After series of trials and errors, I reached all my goals when following the sage advice: "If you want to do something with Maven - create a new module." the diagram below shows the current project structure.

Image depicts Apache Maven projects structure with the separate module for container operations.
Multi-module Maven project

The main POM is pretty standard and contains all must-have artifacts and three modules:

  • application services container,
  • web application container
  • container build module.  (should be the last one)

The first modules are war applications, and they know how to build the appropriate image, but only the last one knows how to compose the application and work with the image registry.

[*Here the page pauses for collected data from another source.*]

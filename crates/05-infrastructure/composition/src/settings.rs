//! 分析设置加载
//!
//! 设置文件（可选）在下，环境变量在上：`DIPLAN__INFER_LIFETIME_BY_CONVENTION=true`、
//! `DIPLAN__NAMING__PREFIX=_` 这样的变量会覆盖文件中的同名项。

use crate::catalog_sources::ManifestFormat;
use infrastructure_common::{AnalysisSettings, ConfigError, ConfigResult};
use std::collections::HashMap;
use std::path::{Path, PathBuf};
use tracing::{debug, info};

/// 默认环境变量前缀
pub const DEFAULT_ENV_PREFIX: &str = "DIPLAN";

impl From<ManifestFormat> for config::FileFormat {
    fn from(format: ManifestFormat) -> Self {
        match format {
            ManifestFormat::Json => config::FileFormat::Json,
            ManifestFormat::Toml => config::FileFormat::Toml,
        }
    }
}

/// 分析设置加载器
#[derive(Debug, Clone)]
pub struct SettingsLoader {
    file: Option<PathBuf>,
    env_prefix: String,
    env_overrides: Option<HashMap<String, String>>,
}

impl SettingsLoader {
    /// 创建加载器
    pub fn new() -> Self {
        Self {
            file: None,
            env_prefix: DEFAULT_ENV_PREFIX.to_string(),
            env_overrides: None,
        }
    }

    /// 设置文件路径
    pub fn with_file(mut self, path: impl Into<PathBuf>) -> Self {
        self.file = Some(path.into());
        self
    }

    /// 环境变量前缀
    pub fn with_env_prefix(mut self, prefix: impl Into<String>) -> Self {
        self.env_prefix = prefix.into();
        self
    }

    /// 以给定的变量表代替进程环境变量
    pub fn with_env_overrides(mut self, variables: HashMap<String, String>) -> Self {
        self.env_overrides = Some(variables);
        self
    }

    /// 设置文件路径
    pub fn file(&self) -> Option<&Path> {
        self.file.as_deref()
    }

    /// 加载分析设置
    pub fn load(&self) -> ConfigResult<AnalysisSettings> {
        let mut builder = config::Config::builder();

        if let Some(path) = &self.file {
            if !path.exists() {
                return Err(ConfigError::FileNotFound {
                    path: path.display().to_string(),
                });
            }
            let format = ManifestFormat::from_path(path)?;
            info!("加载分析设置文件: {}", path.display());
            builder = builder.add_source(config::File::from(path.as_path()).format(format.into()));
        }

        builder = builder.add_source(
            config::Environment::with_prefix(&self.env_prefix)
                .separator("__")
                .try_parsing(true)
                .source(self.env_overrides.clone()),
        );

        let settings: AnalysisSettings = builder
            .build()
            .map_err(ConfigError::parse_error)?
            .try_deserialize()
            .map_err(ConfigError::parse_error)?;

        for rule in &settings.lifetime_conventions {
            if rule.pattern.trim().is_empty() {
                return Err(ConfigError::validation_error("生命周期约定规则的模式不能为空"));
            }
        }

        debug!("分析设置: {:?}", settings);
        Ok(settings)
    }
}

impl Default for SettingsLoader {
    fn default() -> Self {
        Self::new()
    }
}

Essentially, the last module has only two artifacts:

  • The Docker Compose build descriptor with relative references to application containers.
  • Maven module descriptor with prescriptions how to test, package,  and run container application.

The Apache Maven document below is self-explanatory. It defines executable actions for different goals. For example, on mvn build command, Maven will execute the shell command docker-compose build from the module folder after building all the other modules. To actually run the application on my local Docker engine, I implemented an integration-test phase.

<?xml version="1.0" encoding="UTF-8"?>

<project xmlns="http://maven.apache.org/POM/4.0.0" xmlns:xsi="http://www.w3.org/2001/XMLSchema-instance"
  xsi:schemaLocation="http://maven.apache.org/POM/4.0.0 http://maven.apache.org/xsd/maven-4.0.0.xsd">
  <modelVersion>4.0.0</modelVersion>
  <parent>
    <groupId>com.example</groupId>
    <artifactId>oauth.jsp</artifactId>
    <version>1.0-SNAPSHOT</version>
    <relativePath>../pom.xml</relativePath>
  </parent>
  <groupId>com.example</groupId>
  <artifactId>build.composer</artifactId>
  <version>1.0-SNAPSHOT</version>
  <packaging>pom</packaging>

  <name>Package Docker Containers</name>
  <url>https://example.com/ojsp.app</url>
  
  <build>
    <plugins>
      <plugin>
          <artifactId>exec-maven-plugin</artifactId>
          <version>3.0.0</version>
          <groupId>org.codehaus.mojo</groupId>
          <executions>
            <execution>
              <id>Build Containers</id>
              <phase>package</phase>
              <configuration>
                     <executable>docker-compose</executable>
                     <commandlineArgs>build</commandlineArgs>
                 </configuration>
              <goals>
                <goal>exec</goal>
              </goals>
            </execution>
              <id>Test Configuration</id>
              <phase>test</phase>
              <configuration>
                     <executable>docker-compose</executable>
                     <commandlineArgs>config</commandlineArgs>
                 </configuration>
              <goals>
                <goal>exec</goal>
              </goals>
            </execution>              
            <execution>
              <id>Run Containers</id>
              <phase>integration-test</phase>
              <configuration>
                     <executable>docker-compose</executable>
                     <commandlineArgs>up --detach</commandlineArgs>
                 </configuration>
              <goals>
                <goal>exec</goal>
              </goals>
            </execution>
            <execution>
              <id>Registry Login</id>
              <phase>install</phase>
              <configuration>
                     <executable>docker</executable>
                     <commandlineArgs>login registry.gitlab.com</commandlineArgs>
                 </configuration>
              <goals>
                <goal>exec</goal>
              </goals>
            </execution>
            <execution>
              <id>Install Containers</id>
              <phase>install</phase>
              <configuration>
                     <executable>docker-compose</executable>
                     <commandlineArgs>push</commandlineArgs>
                 </configuration>
              <goals>
                <goal>exec</goal>
              </goals>
            </execution>
          </executions>
        </plugin>
    </plugins>
</build>
</project>

Now I can use a single command to build, test, and run my composite container application.